Langdon and Sophie set out to find the key and tomb before the church finds it and destroys it.


*Review:* I'm not sure if I liked this book very much. I must admit in ways it was fascinating, and the pace the writer moved was remarkable. Not too fast not too slow. However the writer tried to pass off a lot of religious opinion as fact, his only evidence basically being Leonardo Da Vinci's painting. It seems he compared Da Vinci to God and Da Vinci won. He also passed off a bunch of other random facts, most of them complete bull. From a literary standpoint, it was a good read and it drew you in. From a scholarly standpoint, I was left second guessing it.

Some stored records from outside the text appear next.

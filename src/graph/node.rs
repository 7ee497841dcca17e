//! Node representation in the document graph

use chrono::{DateTime, Utc};
use serde::{Deserialize, Serialize};
use serde_json::Value;

/// The `(index, type)` pair a document belongs to.
///
/// Rules are registered per source key and write to a target key.
#[derive(Debug, Clone, PartialEq, Eq, Hash, PartialOrd, Ord, Serialize, Deserialize)]
pub struct TypeKey {
    pub index: String,
    #[serde(rename = "type")]
    pub doc_type: String,
}

impl TypeKey {
    pub fn new(index: impl Into<String>, doc_type: impl Into<String>) -> Self {
        Self {
            index: index.into(),
            doc_type: doc_type.into(),
        }
    }

    /// The node id of document `id` under this key
    pub fn node(&self, id: impl Into<String>) -> NodeId {
        NodeId::new(self.index.clone(), self.doc_type.clone(), id)
    }
}

impl std::fmt::Display for TypeKey {
    fn fmt(&self, f: &mut std::fmt::Formatter<'_>) -> std::fmt::Result {
        write!(f, "/{}/{}", self.index, self.doc_type)
    }
}

/// Unique identifier for a node: one node per `(index, type, id)` document.
#[derive(Debug, Clone, PartialEq, Eq, Hash, PartialOrd, Ord, Serialize, Deserialize)]
pub struct NodeId {
    pub index: String,
    #[serde(rename = "type")]
    pub doc_type: String,
    pub id: String,
}

impl NodeId {
    pub fn new(index: impl Into<String>, doc_type: impl Into<String>, id: impl Into<String>) -> Self {
        Self {
            index: index.into(),
            doc_type: doc_type.into(),
            id: id.into(),
        }
    }

    /// Another document in the same index and type
    pub fn sibling(&self, id: impl Into<String>) -> Self {
        Self::new(self.index.clone(), self.doc_type.clone(), id)
    }

    pub fn type_key(&self) -> TypeKey {
        TypeKey::new(self.index.clone(), self.doc_type.clone())
    }

    /// The same document id placed under another `(index, type)`
    pub fn retarget(&self, key: &TypeKey) -> Self {
        Self::new(key.index.clone(), key.doc_type.clone(), self.id.clone())
    }
}

impl std::fmt::Display for NodeId {
    fn fmt(&self, f: &mut std::fmt::Formatter<'_>) -> std::fmt::Result {
        write!(f, "/{}/{}/{}", self.index, self.doc_type, self.id)
    }
}

/// Flat key → scalar/array map carried by nodes and edges
pub type Properties = serde_json::Map<String, Value>;

/// True for values allowed in a [`Properties`] map: scalars and arrays of scalars.
pub fn is_flat_value(value: &Value) -> bool {
    match value {
        Value::Object(_) => false,
        Value::Array(items) => items
            .iter()
            .all(|v| !matches!(v, Value::Object(_) | Value::Array(_))),
        _ => true,
    }
}

/// Node metadata
#[derive(Debug, Clone, Default, Serialize, Deserialize)]
pub struct NodeMetadata {
    /// When the node was first referenced
    pub created_at: Option<DateTime<Utc>>,
    /// When a property of the node last changed
    pub modified_at: Option<DateTime<Utc>>,
}

/// A node in the document graph.
///
/// Nodes are created on first reference (as an extraction owner or as an
/// edge endpoint) and are never deleted.
#[derive(Debug, Clone, Serialize, Deserialize)]
pub struct Node {
    pub id: NodeId,
    /// Properties set by extractions; last write wins per key
    pub properties: Properties,
    pub metadata: NodeMetadata,
}

impl Node {
    pub fn new(id: NodeId) -> Self {
        Self {
            id,
            properties: Properties::new(),
            metadata: NodeMetadata {
                created_at: Some(Utc::now()),
                ..Default::default()
            },
        }
    }

    /// Set a property, returning true if the stored value changed.
    pub fn set_property(&mut self, key: impl Into<String>, value: Value) -> bool {
        let key = key.into();
        if self.properties.get(&key) == Some(&value) {
            return false;
        }
        self.properties.insert(key, value);
        self.metadata.modified_at = Some(Utc::now());
        true
    }
}
//! RuleFileWatcher: notice edits to a rule file between polls
//!
//! The watcher compares file content, not timestamps, so touching a file
//! without changing it does not reload anything. A file that fails to load
//! is reported once; the caller keeps the rules it already has.

use super::declarative::parse_rules;
use super::registry::RuleRegistry;
use crate::config::ConfigError;
use std::path::{Path, PathBuf};
use tracing::{debug, info};

#[derive(Debug)]
pub struct RuleFileWatcher {
    path: PathBuf,
    /// Content seen at the last poll; `None` while the file is unreadable
    last: Option<String>,
}

impl RuleFileWatcher {
    /// Watch `path`, treating its current content as already loaded.
    pub fn new(path: impl Into<PathBuf>) -> Self {
        let path = path.into();
        let last = std::fs::read_to_string(&path).ok();
        Self { path, last }
    }

    pub fn path(&self) -> &Path {
        &self.path
    }

    /// Return freshly compiled rules when the file changed since the last
    /// poll, `None` when it did not.
    pub fn poll(&mut self) -> Result<Option<RuleRegistry>, ConfigError> {
        let content = match std::fs::read_to_string(&self.path) {
            Ok(content) => content,
            Err(source) => {
                if self.last.take().is_none() {
                    return Ok(None);
                }
                return Err(ConfigError::Io {
                    path: self.path.clone(),
                    source,
                });
            }
        };
        if self.last.as_deref() == Some(content.as_str()) {
            return Ok(None);
        }

        debug!(path = %self.path.display(), "rule file changed");
        self.last = Some(content);
        let registry = self.last.as_deref().map(parse_rules).transpose()?;
        if let Some(registry) = &registry {
            info!(path = %self.path.display(), rules = registry.len(), "rule file reloaded");
        }
        Ok(registry)
    }
}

I recommend reading it yourself, and formulating your own opinion.

&lt;3 Shoujoka


----------



## Julian_Gallo (Jul 30, 2005)

I actually didn't really like this book at all.  I _was_ intrigued...fascinated even, with the whole theory presented in it and the ideas surrounding it, but the book itself felt to me as if Dan Brown had a movie screen in front of him and wrote it with a movie in mind---even down to describing the main character, Langdon, as "looking something like Harrison Ford..." which I thought was cheap. (Hint hint...movie people).  Although I did read the book in one sitting, I found myself rolling my eyes more than once over the coincidences that occur that were used to push the story foward.  Then the car chase scene and the plane chase....I mean...this would have made a better screenplay than a novel.  

But to be fair, I assume Dan Brown approached this novel with a mass audience in mind in order to present this very old theory to people who would have normally never known about it.  I really don't think he was intending to write "literature" in a sense (forgive me if I sound like a snob.)  He was deliberately trying to reach the mass audience, and he most certainly did---and the subject matter caused so much controversey...believe me, he knew this when he sat down and wrote his first sentence.  

I liked the premise of the book but I just didn't like how he approached writing it.  It seemed more like a movie than a novel to me.  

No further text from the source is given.